In the records below, find each line containing the word "slot" and copy it.

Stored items
● ● ● ● ●
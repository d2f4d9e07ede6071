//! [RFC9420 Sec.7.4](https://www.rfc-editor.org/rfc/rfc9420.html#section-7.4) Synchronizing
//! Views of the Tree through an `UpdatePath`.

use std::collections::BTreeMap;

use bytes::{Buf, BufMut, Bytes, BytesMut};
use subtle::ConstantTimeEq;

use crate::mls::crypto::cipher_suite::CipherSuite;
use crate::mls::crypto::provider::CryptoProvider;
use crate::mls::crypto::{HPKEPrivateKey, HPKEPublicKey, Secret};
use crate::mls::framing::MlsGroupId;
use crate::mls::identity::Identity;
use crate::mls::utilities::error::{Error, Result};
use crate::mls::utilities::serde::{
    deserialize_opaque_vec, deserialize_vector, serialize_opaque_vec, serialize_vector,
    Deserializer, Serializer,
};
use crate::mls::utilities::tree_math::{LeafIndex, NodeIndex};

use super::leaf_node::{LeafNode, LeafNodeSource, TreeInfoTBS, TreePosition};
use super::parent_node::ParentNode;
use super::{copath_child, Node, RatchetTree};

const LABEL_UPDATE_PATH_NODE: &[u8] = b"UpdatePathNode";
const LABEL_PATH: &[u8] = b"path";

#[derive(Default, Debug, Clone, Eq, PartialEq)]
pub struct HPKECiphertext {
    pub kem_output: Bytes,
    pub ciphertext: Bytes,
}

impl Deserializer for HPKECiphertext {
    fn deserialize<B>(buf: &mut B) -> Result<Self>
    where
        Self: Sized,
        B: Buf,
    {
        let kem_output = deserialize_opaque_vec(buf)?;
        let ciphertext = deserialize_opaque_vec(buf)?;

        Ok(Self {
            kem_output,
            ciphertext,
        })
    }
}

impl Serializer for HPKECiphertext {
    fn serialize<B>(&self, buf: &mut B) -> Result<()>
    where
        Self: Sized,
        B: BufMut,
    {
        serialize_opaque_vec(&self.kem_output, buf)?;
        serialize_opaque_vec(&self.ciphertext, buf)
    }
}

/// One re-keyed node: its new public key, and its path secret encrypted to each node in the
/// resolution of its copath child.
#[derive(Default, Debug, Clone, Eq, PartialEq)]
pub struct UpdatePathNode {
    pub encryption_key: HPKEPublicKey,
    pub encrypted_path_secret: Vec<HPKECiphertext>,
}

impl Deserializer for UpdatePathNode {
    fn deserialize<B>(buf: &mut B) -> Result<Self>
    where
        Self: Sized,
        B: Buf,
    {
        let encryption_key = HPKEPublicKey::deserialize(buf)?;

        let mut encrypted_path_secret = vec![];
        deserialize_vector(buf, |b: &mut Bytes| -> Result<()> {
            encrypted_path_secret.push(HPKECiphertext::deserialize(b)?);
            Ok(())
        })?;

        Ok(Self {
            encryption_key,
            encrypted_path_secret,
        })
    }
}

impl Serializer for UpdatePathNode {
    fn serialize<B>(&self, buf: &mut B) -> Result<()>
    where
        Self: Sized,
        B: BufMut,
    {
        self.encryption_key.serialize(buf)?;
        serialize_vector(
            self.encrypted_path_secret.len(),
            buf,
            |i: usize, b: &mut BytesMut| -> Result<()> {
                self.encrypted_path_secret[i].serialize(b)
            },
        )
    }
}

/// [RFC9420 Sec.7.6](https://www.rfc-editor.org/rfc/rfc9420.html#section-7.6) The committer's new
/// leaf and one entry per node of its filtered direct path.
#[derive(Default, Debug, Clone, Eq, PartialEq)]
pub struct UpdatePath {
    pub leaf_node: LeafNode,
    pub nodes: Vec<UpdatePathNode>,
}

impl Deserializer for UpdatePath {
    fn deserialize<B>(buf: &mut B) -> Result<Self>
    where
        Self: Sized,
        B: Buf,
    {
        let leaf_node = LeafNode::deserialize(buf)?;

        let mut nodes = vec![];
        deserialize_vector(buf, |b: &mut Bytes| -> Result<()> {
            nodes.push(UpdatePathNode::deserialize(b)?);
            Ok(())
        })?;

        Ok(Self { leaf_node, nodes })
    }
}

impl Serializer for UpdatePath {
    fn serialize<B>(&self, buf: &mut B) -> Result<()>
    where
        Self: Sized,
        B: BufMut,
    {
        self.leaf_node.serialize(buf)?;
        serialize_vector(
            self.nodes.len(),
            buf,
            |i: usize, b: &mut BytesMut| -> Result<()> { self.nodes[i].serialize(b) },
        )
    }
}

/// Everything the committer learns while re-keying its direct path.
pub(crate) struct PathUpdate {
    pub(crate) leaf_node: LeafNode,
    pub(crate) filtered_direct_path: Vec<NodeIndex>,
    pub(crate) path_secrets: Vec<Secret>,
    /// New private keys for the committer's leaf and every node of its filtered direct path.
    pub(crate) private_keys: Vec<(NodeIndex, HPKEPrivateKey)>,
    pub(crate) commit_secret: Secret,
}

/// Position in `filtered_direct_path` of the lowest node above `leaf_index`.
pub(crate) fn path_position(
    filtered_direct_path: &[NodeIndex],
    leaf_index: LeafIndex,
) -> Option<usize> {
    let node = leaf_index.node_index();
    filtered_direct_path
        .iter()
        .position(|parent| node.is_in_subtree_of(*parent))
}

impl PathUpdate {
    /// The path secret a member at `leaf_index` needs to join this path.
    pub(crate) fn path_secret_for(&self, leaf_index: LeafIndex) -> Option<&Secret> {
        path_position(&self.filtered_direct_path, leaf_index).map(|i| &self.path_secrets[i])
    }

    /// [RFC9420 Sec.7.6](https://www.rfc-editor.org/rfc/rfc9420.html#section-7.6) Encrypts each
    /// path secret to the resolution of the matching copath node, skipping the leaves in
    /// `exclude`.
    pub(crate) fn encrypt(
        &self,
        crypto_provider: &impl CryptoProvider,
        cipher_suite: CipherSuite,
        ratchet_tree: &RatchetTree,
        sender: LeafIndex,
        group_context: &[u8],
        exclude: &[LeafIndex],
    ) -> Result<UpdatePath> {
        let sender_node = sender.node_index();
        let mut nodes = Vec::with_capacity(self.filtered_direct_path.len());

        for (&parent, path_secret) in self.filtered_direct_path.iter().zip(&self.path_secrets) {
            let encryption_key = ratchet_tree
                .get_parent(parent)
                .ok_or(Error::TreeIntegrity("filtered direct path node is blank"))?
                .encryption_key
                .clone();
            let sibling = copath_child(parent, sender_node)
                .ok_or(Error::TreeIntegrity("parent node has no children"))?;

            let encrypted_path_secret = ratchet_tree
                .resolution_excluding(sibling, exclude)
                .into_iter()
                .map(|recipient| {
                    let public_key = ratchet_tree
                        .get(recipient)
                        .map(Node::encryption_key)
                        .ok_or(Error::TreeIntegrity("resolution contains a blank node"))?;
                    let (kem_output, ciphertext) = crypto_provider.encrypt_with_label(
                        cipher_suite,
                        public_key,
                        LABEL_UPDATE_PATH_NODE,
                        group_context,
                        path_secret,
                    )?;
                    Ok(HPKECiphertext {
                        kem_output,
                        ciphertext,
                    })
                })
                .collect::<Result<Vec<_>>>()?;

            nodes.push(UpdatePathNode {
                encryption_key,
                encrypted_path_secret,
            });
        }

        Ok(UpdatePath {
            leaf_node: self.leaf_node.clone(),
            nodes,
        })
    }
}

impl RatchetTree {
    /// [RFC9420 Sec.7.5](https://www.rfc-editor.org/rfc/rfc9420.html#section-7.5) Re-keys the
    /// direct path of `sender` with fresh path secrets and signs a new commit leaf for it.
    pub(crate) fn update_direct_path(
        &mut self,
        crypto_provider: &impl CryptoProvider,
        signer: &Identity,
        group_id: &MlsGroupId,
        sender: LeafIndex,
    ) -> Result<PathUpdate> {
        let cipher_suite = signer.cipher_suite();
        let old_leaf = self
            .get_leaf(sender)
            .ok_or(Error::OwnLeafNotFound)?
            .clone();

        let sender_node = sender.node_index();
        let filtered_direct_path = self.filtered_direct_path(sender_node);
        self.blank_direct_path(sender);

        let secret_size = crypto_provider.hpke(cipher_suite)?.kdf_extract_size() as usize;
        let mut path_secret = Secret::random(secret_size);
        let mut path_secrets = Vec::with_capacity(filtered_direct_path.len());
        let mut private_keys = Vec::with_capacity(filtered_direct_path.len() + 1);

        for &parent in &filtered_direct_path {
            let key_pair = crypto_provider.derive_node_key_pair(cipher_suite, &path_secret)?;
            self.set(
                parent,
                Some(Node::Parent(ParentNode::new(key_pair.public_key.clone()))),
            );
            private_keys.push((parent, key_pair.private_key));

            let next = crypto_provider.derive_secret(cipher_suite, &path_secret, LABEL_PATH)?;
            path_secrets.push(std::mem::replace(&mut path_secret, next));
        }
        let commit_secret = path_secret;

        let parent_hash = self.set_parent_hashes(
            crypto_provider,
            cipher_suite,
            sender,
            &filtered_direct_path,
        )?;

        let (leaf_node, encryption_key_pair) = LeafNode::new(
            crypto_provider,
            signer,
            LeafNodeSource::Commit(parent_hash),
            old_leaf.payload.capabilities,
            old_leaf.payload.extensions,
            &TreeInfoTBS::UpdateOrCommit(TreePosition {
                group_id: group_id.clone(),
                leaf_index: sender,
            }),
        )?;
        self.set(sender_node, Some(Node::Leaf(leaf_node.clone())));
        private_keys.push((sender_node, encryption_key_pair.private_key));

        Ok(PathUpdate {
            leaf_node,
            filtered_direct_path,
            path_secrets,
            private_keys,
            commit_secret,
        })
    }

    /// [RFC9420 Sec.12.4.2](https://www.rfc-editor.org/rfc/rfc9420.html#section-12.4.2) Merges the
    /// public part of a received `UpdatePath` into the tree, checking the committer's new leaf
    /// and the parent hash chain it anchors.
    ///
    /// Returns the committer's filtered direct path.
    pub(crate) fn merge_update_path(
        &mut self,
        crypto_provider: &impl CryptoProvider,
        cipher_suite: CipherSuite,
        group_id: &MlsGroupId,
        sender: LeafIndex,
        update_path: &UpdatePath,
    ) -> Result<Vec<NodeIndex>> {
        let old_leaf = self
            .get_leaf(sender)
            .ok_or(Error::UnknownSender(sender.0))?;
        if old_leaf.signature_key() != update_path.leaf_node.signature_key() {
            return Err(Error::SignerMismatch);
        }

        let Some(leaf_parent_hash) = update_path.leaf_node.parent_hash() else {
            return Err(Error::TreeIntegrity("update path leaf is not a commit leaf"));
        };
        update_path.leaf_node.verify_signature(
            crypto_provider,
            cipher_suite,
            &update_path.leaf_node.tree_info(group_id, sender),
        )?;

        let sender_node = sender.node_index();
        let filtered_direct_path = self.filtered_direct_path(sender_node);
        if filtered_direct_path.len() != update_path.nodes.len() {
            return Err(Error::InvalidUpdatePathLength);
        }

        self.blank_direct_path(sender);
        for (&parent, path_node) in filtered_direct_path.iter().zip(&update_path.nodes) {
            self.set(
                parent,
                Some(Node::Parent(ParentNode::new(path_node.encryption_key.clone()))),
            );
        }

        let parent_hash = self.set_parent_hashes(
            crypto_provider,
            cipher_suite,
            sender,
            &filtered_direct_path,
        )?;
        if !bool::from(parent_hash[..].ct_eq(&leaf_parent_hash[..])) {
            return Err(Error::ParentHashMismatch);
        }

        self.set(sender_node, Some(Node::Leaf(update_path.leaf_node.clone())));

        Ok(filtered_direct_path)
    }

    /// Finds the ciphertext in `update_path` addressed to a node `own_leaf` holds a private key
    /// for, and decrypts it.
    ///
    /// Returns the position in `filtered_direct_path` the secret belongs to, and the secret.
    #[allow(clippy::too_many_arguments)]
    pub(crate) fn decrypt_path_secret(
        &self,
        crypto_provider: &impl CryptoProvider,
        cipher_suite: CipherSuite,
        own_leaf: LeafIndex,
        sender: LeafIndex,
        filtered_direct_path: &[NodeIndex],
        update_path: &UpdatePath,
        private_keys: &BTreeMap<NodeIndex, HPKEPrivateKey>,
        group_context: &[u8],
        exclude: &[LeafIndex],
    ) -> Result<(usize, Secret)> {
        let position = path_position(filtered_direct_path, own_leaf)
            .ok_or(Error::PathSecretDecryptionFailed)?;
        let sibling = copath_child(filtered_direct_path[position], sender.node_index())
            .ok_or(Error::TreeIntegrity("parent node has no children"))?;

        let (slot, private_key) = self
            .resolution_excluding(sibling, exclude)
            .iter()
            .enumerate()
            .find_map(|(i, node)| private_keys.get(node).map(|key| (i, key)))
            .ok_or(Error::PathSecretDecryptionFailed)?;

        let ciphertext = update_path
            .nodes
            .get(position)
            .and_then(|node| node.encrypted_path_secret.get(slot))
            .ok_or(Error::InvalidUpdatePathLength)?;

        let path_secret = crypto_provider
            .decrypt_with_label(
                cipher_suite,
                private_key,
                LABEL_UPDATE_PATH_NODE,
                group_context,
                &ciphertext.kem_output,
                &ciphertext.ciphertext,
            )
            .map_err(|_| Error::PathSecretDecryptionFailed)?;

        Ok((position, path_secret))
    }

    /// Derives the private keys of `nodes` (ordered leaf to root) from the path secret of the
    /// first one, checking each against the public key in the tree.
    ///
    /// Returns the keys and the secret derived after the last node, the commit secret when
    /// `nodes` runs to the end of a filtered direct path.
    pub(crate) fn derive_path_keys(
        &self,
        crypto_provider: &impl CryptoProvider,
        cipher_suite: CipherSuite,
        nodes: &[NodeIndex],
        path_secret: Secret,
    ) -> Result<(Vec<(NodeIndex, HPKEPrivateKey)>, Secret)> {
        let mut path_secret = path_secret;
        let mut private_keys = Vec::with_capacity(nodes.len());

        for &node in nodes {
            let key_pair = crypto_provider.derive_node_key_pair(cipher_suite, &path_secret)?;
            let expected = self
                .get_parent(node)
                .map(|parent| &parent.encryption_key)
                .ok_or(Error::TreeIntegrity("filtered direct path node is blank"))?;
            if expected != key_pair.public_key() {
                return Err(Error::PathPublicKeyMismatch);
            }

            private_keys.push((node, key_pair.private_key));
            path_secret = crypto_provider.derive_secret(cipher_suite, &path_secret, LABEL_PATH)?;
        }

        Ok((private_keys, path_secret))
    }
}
● ● ● ● ●
ANSWER TO THE PROBLEM:
        let (slot, private_key) = self
            .and_then(|node| node.encrypted_path_secret.get(slot))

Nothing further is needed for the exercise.